Monday, 27 September 2010

Spin Unspun

Spin is no longer our conscious attempt to doctor reality, but has become the prism through which we observe it. It’s no longer enough to sum it up as "Don't worry if we cock it up now: we can always spin it up later".

It's worse. We now so far conflate substance and message that we often give scant attention to getting things right in the first place. Ironically, spin has become so normalised that we are becoming oblivious to how we present things. Far from conning others, we're starting to con ourselves.

It’s a bit like editing a mail-order catalogue: you spend so much time checking and rechecking the tiny details that you miss the fact that this year’s edition is still dated ‘2008’. (And my goodness: now that I'm looking - so was last year’s!)

Here are some examples. Both the county councils I’ve worked for – and they aren’t alone - have an 'Anti-Social Behaviour Coordinator'. The one I’m with at the moment not only "offers support for domestic abuse" but will soon appoint a 'Drugs and Alcohol Champion'. And only today I saw a notice strapped to a lamp post: Caution: Police Crime Operation in Progress. (I'll ignore the use of “in progress” as this is tackled with brutal finality in my post of 29th August.)

You’ll immediately have spotted what links these examples. Just in case you haven’t, it’s this: the forms of words used are ridiculous, but weren’t picked up by those best qualified to do so, namely the organisations themselves.

To take the first: at the simplest level, what should we expect an 'Anti-Social Behaviour Coordinator' to do? Of course (it’s in the job title, stoopid!): coordinate anti-social behaviour. How? Here’s an example.

In my village there is a small gang of pensioners who terrorise local youths at the bus-stop opposite our new branch of Sunset Retirement Homes. I know this, by the way, because there is a road sign just before you get there. It reads Danger: Old People. Oh yes it does.

At the other end of town is a loose collection of former nuns who dropped out of The Good Shepherd Convent last year and have recently discovered the pleasures of cider, only to have been barred from The Good Shepherd public house on account of it.
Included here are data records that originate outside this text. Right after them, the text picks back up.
//! Integration tests for the TechShack client.
//!
//! [`FakeBackend`] serves the backend's JSON API from memory on a random
//! local port, so the tests in `tests/` drive the real [`HttpBackend`] over
//! HTTP: status mapping, retries and idempotency keys included.
//!
//! # Running Tests
//!
//! ```bash
//! cargo test -p techshack-integration-tests
//! ```
//!
//! Failure injection:
//! - [`FakeBackend::fail_sales_for`] answers 503 without storing anything
//! - [`FakeBackend::reject_sales_for`] answers 422 without storing anything
//! - [`FakeBackend::lose_acks_for`] stores the sale, then answers 503, as if
//!   the response was lost on the way back

use std::collections::HashMap;
use std::sync::Arc;
use std::time::Duration;

use axum::extract::{Path, State};
use axum::http::{HeaderMap, StatusCode};
use axum::response::{IntoResponse, Response};
use axum::routing::{get, post, put};
use axum::{Json, Router};
use chrono::Utc;
use tokio::net::TcpListener;
use tokio::sync::Mutex;

use techshack_client::backend::IDEMPOTENCY_KEY_HEADER;
use techshack_client::{ApiConfig, HttpBackend, RetryPolicy};
use techshack_core::{
    CatalogItem, FIRST_SALE_NO, NewUser, SaleLineInput, SaleNo, SaleRecord, UserId, UserRecord,
};

#[derive(Debug, Default)]
struct FakeState {
    items: Vec<CatalogItem>,
    users: Vec<UserRecord>,
    next_user_id: i32,
    sales: Vec<SaleRecord>,
    sales_by_key: HashMap<String, SaleRecord>,
    sale_posts: u32,
    /// Item description -> remaining 503s before the post is accepted.
    failing_items: HashMap<String, u32>,
    /// Item description -> remaining 422s before the post is accepted.
    rejected_items: HashMap<String, u32>,
    /// Item description -> remaining posts that are stored but answered with 503.
    lost_acks: HashMap<String, u32>,
}

impl FakeState {
    fn take_one(counter: &mut HashMap<String, u32>, item: &str) -> bool {
        match counter.get_mut(item) {
            Some(remaining) if *remaining > 0 => {
                *remaining -= 1;
                true
            }
            _ => false,
        }
    }
}

type Shared = Arc<Mutex<FakeState>>;

/// In-memory backend listening on `127.0.0.1`.
#[derive(Debug, Clone)]
pub struct FakeBackend {
    base_url: String,
    state: Shared,
}

impl FakeBackend {
    /// Start serving with the given catalog and users.
    ///
    /// # Errors
    ///
    /// Returns an error if no local port can be bound.
    pub async fn spawn(
        items: Vec<CatalogItem>,
        users: Vec<UserRecord>,
    ) -> std::io::Result<Self> {
        let next_user_id = users.iter().map(|u| u.id.as_i32()).max().unwrap_or(0) + 1;
        let state: Shared = Arc::new(Mutex::new(FakeState {
            items,
            users,
            next_user_id,
            ..FakeState::default()
        }));

        let app = Router::new()
            .route("/items/in-stock", get(list_items))
            .route("/sales", post(record_sale))
            .route("/users", get(list_users).post(create_user))
            .route("/users/{id}", put(update_user).delete(delete_user))
            .with_state(Arc::clone(&state));

        let listener = TcpListener::bind("127.0.0.1:0").await?;
        let addr = listener.local_addr()?;
        tokio::spawn(async move {
            let _ = axum::serve(listener, app).await;
        });

        Ok(Self {
            base_url: format!("http://{addr}/"),
            state,
        })
    }

    #[must_use]
    pub fn base_url(&self) -> &str {
        &self.base_url
    }

    /// A real HTTP client pointed at this backend, with no backoff between
    /// attempts.
    ///
    /// # Errors
    ///
    /// Returns an error if the client cannot be built.
    pub fn client(&self, max_attempts: u32) -> Result<HttpBackend, Box<dyn std::error::Error>> {
        let mut config = ApiConfig::new(&self.base_url)?;
        config.timeout = Duration::from_secs(5);
        config.retry = RetryPolicy::new(max_attempts, Duration::ZERO);
        Ok(HttpBackend::new(&config)?)
    }

    /// Answer the next `times` posts for `item` with 503, storing nothing.
    pub async fn fail_sales_for(&self, item: &str, times: u32) {
        self.state
            .lock()
            .await
            .failing_items
            .insert(item.to_string(), times);
    }

    /// Answer the next `times` posts for `item` with 422, storing nothing.
    pub async fn reject_sales_for(&self, item: &str, times: u32) {
        self.state
            .lock()
            .await
            .rejected_items
            .insert(item.to_string(), times);
    }

    /// Store the next `times` posts for `item` but answer them with 503.
    pub async fn lose_acks_for(&self, item: &str, times: u32) {
        self.state
            .lock()
            .await
            .lost_acks
            .insert(item.to_string(), times);
    }

    /// Every stored sale, in insertion order.
    pub async fn sales(&self) -> Vec<SaleRecord> {
        self.state.lock().await.sales.clone()
    }

    /// Number of `POST /sales` requests received, including rejected ones.
    pub async fn sale_posts(&self) -> u32 {
        self.state.lock().await.sale_posts
    }

    pub async fn users(&self) -> Vec<UserRecord> {
        self.state.lock().await.users.clone()
    }

    /// Delete a user behind the client's back.
    pub async fn remove_user(&self, id: UserId) {
        self.state.lock().await.users.retain(|u| u.id != id);
    }
}

async fn list_items(State(state): State<Shared>) -> Json<Vec<CatalogItem>> {
    Json(state.lock().await.items.clone())
}

async fn record_sale(
    State(state): State<Shared>,
    headers: HeaderMap,
    Json(line): Json<SaleLineInput>,
) -> Response {
    let mut state = state.lock().await;
    state.sale_posts += 1;

    let key = headers
        .get(IDEMPOTENCY_KEY_HEADER)
        .and_then(|v| v.to_str().ok())
        .map(str::to_string);

    if let Some(existing) = key.as_ref().and_then(|k| state.sales_by_key.get(k)) {
        return Json(existing.clone()).into_response();
    }

    if FakeState::take_one(&mut state.failing_items, &line.item) {
        return StatusCode::SERVICE_UNAVAILABLE.into_response();
    }
    if FakeState::take_one(&mut state.rejected_items, &line.item) {
        return StatusCode::UNPROCESSABLE_ENTITY.into_response();
    }

    let offset = i32::try_from(state.sales.len()).unwrap_or(i32::MAX);
    let sale_no = SaleNo::new(FIRST_SALE_NO.as_i32().saturating_add(offset));
    let record = SaleRecord {
        sale_no,
        cashier: line.cashier,
        item: line.item,
        quantity: line.quantity,
        price: line.price,
        date: Utc::now(),
    };
    state.sales.push(record.clone());
    if let Some(key) = key {
        state.sales_by_key.insert(key, record.clone());
    }

    if FakeState::take_one(&mut state.lost_acks, &record.item) {
        return StatusCode::SERVICE_UNAVAILABLE.into_response();
    }
    Json(record).into_response()
}

async fn list_users(State(state): State<Shared>) -> Json<Vec<UserRecord>> {
    Json(state.lock().await.users.clone())
}

async fn create_user(State(state): State<Shared>, Json(user): Json<NewUser>) -> Json<UserRecord> {
    let mut state = state.lock().await;
    let record = UserRecord {
        id: UserId::new(state.next_user_id),
        username: user.username,
        position: user.position,
    };
    state.next_user_id += 1;
    state.users.push(record.clone());
    Json(record)
}

async fn update_user(
    State(state): State<Shared>,
    Path(id): Path<i32>,
    Json(user): Json<UserRecord>,
) -> Result<Json<UserRecord>, StatusCode> {
    let mut state = state.lock().await;
    let existing = state
        .users
        .iter_mut()
        .find(|u| u.id.as_i32() == id)
        .ok_or(StatusCode::NOT_FOUND)?;
    existing.username = user.username;
    existing.position = user.position;
    Ok(Json(existing.clone()))
}

async fn delete_user(State(state): State<Shared>, Path(id): Path<i32>) -> StatusCode {
    let mut state = state.lock().await;
    let before = state.users.len();
    state.users.retain(|u| u.id.as_i32() != id);
    if state.users.len() == before {
        StatusCode::NOT_FOUND
    } else {
        StatusCode::NO_CONTENT
    }
}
They accost passers-by for money, leave empty bottles in the park and sometimes urinate into open-top sports cars, but because they are drunk most of the time they rarely leave the area, which has become something of a home to them.

The two groups – the pensioners and the ex-nuns - never mix.

I telephone the Anti-Social Behaviour Coordinator. He (sorry, but we need a He in this tough, demanding role) is soon On The Case. Above all, he is concerned that there is no contact - let alone coordination - between the two groups, their members going about their daily predations upon the society that sustains them as if the others didn’t even exist.

We must coordinate their activities! Our man is no slouch. He promptly organises a meeting between them, rounding up for good measure a number of people who sleep rough in the woods and never make contact with anyone unless it is to direct wolf-like and other eerie noises at primary school children on their way home in the afternoons.

Alone these people are mere nuisances; but together, under the stern but benevolent eye of our Anti-Social Behaviour Coordinator, they have at least the chance to become a formidable drain upon the resources and will of a whole community. And we thought social solidarity was dead!

But serious questions remain: there are no signs either that the pensioners drink to excess or that the nuns have yet developed a crack cocaine habit that might induce them to assault and rob those from whom they currently merely solicit money. And the sleepers in the woods are, so far as we can tell, ‘clean’.

So, because he really takes his job seriously and does not want simply to tick his own boxes, the Anti-Social Behaviour Coordinator networks for partners.

Who is first on his list? Why of course, the Drugs and Alcohol Champion!

(As for the Police Crime Operation, well at least they’re up front about it these days, whether or not it is yet in progress.)